The Imus flap should have never, ever happened. But now that it did, perhaps some greater good can come from it, starting with what you and I watch and listen to every day.
Nearly a quarter century ago, the airwaves in major cities where I lived became increasingly dominated by “shock jocks” who built their reputations around a barrage of crude sexual, racial and ethnic jokes. As they made a career of dancing along the edge of the cliff, trying to push the boundaries of good taste, a few would inevitably fall off, often as a result of racial jibes similar to Imus’s. But for a far greater number of these people, their reward was fame and riches.
Fast forwarding to the present, it wouldn’t be an exaggeration to say that the airwaves are now dominated by rudeness and incivility, because it sells. We watch cable news hosts who berate and interrupt their guests, listen to radio personalities who make a career of chortling and demeaning everyone who disagrees with their narrow partisan viewpoints, and create bestselling authors from people whose sense of humor borders on hate speech. We eat it up, because it’s much more fun to watch a train wreck than the banality of positive human fellowship.
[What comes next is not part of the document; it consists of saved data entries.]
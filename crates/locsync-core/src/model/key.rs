//! Translation keys and their per-language values

use std::collections::BTreeMap;

use serde::{Deserialize, Serialize};

/// Review state of a translated value.
#[derive(Debug, Clone, Copy, PartialEq, Eq, Hash, Default, Serialize, Deserialize)]
#[serde(rename_all = "lowercase")]
pub enum Status {
    Approved,
    #[default]
    Unapproved,
}

/// Text for one (key, language) pair. Empty text means "not translated".
#[derive(Debug, Clone, PartialEq, Eq, Default, Serialize, Deserialize)]
pub struct Value {
    pub text: String,
    #[serde(default)]
    pub status: Status,
}

impl Value {
    pub fn new(text: impl Into<String>, status: Status) -> Self {
        Self {
            text: text.into(),
            status,
        }
    }

    pub fn approved(text: impl Into<String>) -> Self {
        Self::new(text, Status::Approved)
    }

    pub fn unapproved(text: impl Into<String>) -> Self {
        Self::new(text, Status::Unapproved)
    }

    pub fn is_empty(&self) -> bool {
        self.text.is_empty()
    }

    pub fn is_approved(&self) -> bool {
        self.status == Status::Approved
    }
}

/// A translation unit: one name, one value per language.
///
/// Each value carries its own status, so a language present in
/// `values` always has one.
#[derive(Debug, Clone, PartialEq, Eq, Serialize, Deserialize)]
pub struct Key {
    pub name: String,

    /// Translator-facing comment
    #[serde(default, skip_serializing_if = "Option::is_none")]
    pub context: Option<String>,

    #[serde(default)]
    pub values: BTreeMap<String, Value>,
}

impl Key {
    pub fn new(name: impl Into<String>) -> Self {
        Self {
            name: name.into(),
            context: None,
            values: BTreeMap::new(),
        }
    }

    /// Builder-style value insertion.
    pub fn with_value(mut self, language: impl Into<String>, value: Value) -> Self {
        self.values.insert(language.into(), value);
        self
    }

    pub fn with_context(mut self, context: impl Into<String>) -> Self {
        self.context = Some(context.into());
        self
    }

    pub fn value(&self, language: &str) -> Option<&Value> {
        self.values.get(language)
    }

    /// Text for `language`, empty when untranslated.
    pub fn text(&self, language: &str) -> &str {
        self.values.get(language).map_or("", |v| v.text.as_str())
    }

    pub fn set_value(&mut self, language: impl Into<String>, value: Value) {
        self.values.insert(language.into(), value);
    }

    /// True when the key has a non-empty value for `language`.
    pub fn is_translated(&self, language: &str) -> bool {
        self.values.get(language).is_some_and(|v| !v.is_empty())
    }

    /// True when no language carries a non-empty value.
    pub fn is_empty(&self) -> bool {
        self.values.values().all(Value::is_empty)
    }

    /// Reconcile `source` into this key. Returns whether anything changed.
    ///
    /// With `preserve_existing`, a non-empty approved value already held here
    /// is never overwritten.
    pub fn merge(&mut self, source: &Key, preserve_existing: bool) -> bool {
        let mut changed = false;

        if let Some(context) = source.context.as_ref().filter(|c| !c.is_empty())
            && self.context.as_ref() != Some(context)
        {
            self.context = Some(context.clone());
            changed = true;
        }

        for (language, value) in &source.values {
            match self.values.get_mut(language) {
                Some(existing) if preserve_existing && existing.is_approved() && !existing.is_empty() => {}
                Some(existing) => {
                    if existing != value {
                        *existing = value.clone();
                        changed = true;
                    }
                }
                None => {
                    self.values.insert(language.clone(), value.clone());
                    changed = true;
                }
            }
        }

        changed
    }
}
//! In-memory remote, used for dry runs and tests

use std::cell::RefCell;
use std::collections::BTreeMap;

use super::{RemoteStore, StatusFilter, apply_filter};
use crate::model::Keyset;
use crate::{Error, Result};

/// A mutating call observed by [`MemoryRemote`].
#[derive(Debug, Clone, PartialEq, Eq)]
pub enum RemoteOp {
    Create(String),
    Replace(String),
    Drop(String),
}

/// Remote store that lives for the duration of the process.
#[derive(Debug, Default)]
pub struct MemoryRemote {
    keysets: RefCell<BTreeMap<String, Keyset>>,
    ops: RefCell<Vec<RemoteOp>>,
}

impl MemoryRemote {
    pub fn new() -> Self {
        Self::default()
    }

    /// Seed a keyset without recording an operation.
    pub fn with_keyset(self, keyset: Keyset) -> Self {
        self.keysets
            .borrow_mut()
            .insert(keyset.name().to_string(), keyset);
        self
    }

    /// Stored keyset, unfiltered.
    pub fn get(&self, name: &str) -> Option<Keyset> {
        self.keysets.borrow().get(name).cloned()
    }

    /// Mutating calls made so far, oldest first.
    pub fn operations(&self) -> Vec<RemoteOp> {
        self.ops.borrow().clone()
    }

    pub fn clear_operations(&self) {
        self.ops.borrow_mut().clear();
    }
}

impl RemoteStore for MemoryRemote {
    fn list(&self) -> Result<Vec<String>> {
        Ok(self.keysets.borrow().keys().cloned().collect())
    }

    fn create(&self, name: &str) -> Result<()> {
        let mut keysets = self.keysets.borrow_mut();
        if keysets.contains_key(name) {
            return Err(Error::RemoteKeysetExists { name: name.into() });
        }
        keysets.insert(name.to_string(), Keyset::new(name));
        self.ops.borrow_mut().push(RemoteOp::Create(name.to_string()));
        Ok(())
    }

    fn load_keyset(&self, name: &str, filter: StatusFilter) -> Result<Keyset> {
        let keyset = self
            .keysets
            .borrow()
            .get(name)
            .cloned()
            .ok_or_else(|| Error::RemoteKeysetNotFound { name: name.into() })?;
        Ok(apply_filter(keyset, filter))
    }

    fn replace(&self, keyset: &Keyset) -> Result<()> {
        let mut keysets = self.keysets.borrow_mut();
        let slot = keysets
            .get_mut(keyset.name())
            .ok_or_else(|| Error::RemoteKeysetNotFound {
                name: keyset.name().into(),
            })?;
        *slot = keyset.clone();
        self.ops
            .borrow_mut()
            .push(RemoteOp::Replace(keyset.name().to_string()));
        Ok(())
    }

    fn drop_keyset(&self, name: &str) -> Result<()> {
        if self.keysets.borrow_mut().remove(name).is_none() {
            return Err(Error::RemoteKeysetNotFound { name: name.into() });
        }
        self.ops.borrow_mut().push(RemoteOp::Drop(name.to_string()));
        Ok(())
    }
}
Most of us laugh, and cringe, and then laugh some more. And we keep watching, listening, and reading, because at some level they entertain us. But the darker issue is that they are also educating us. For example, if you look at the comments that people post on-line in public forums nowadays, this rude, dismissive view of people and their differences has become the new vox populi, and doesn’t show any sign of changing soon.
But now we have a real opportunity to change all of this. In the wake of the Imus affair, people are starting to pay more attention to how we treat our fellow human beings. There is a dialogue unfolding, even on some of the offending cable news shows, about what we can learn from a situation with such a clear and obvious bad guy. Perhaps most important, we learned that we all have real economic power to decide what stays on the air: Imus was ultimately fired because many of his advertisers abandoned ship, driven by pressure from people like you and me.
So let’s keep the momentum going. Stop seeking your entertainment from people who make a career of mocking and degrading other human beings. Start getting your news from objective sources. Hold advertisers accountable for the programs they sponsor. Then, perhaps someday, we can all thank Mr. Imus for galvanizing us to stop our media – and our society – from its current death spiral into partisanship and disrespect.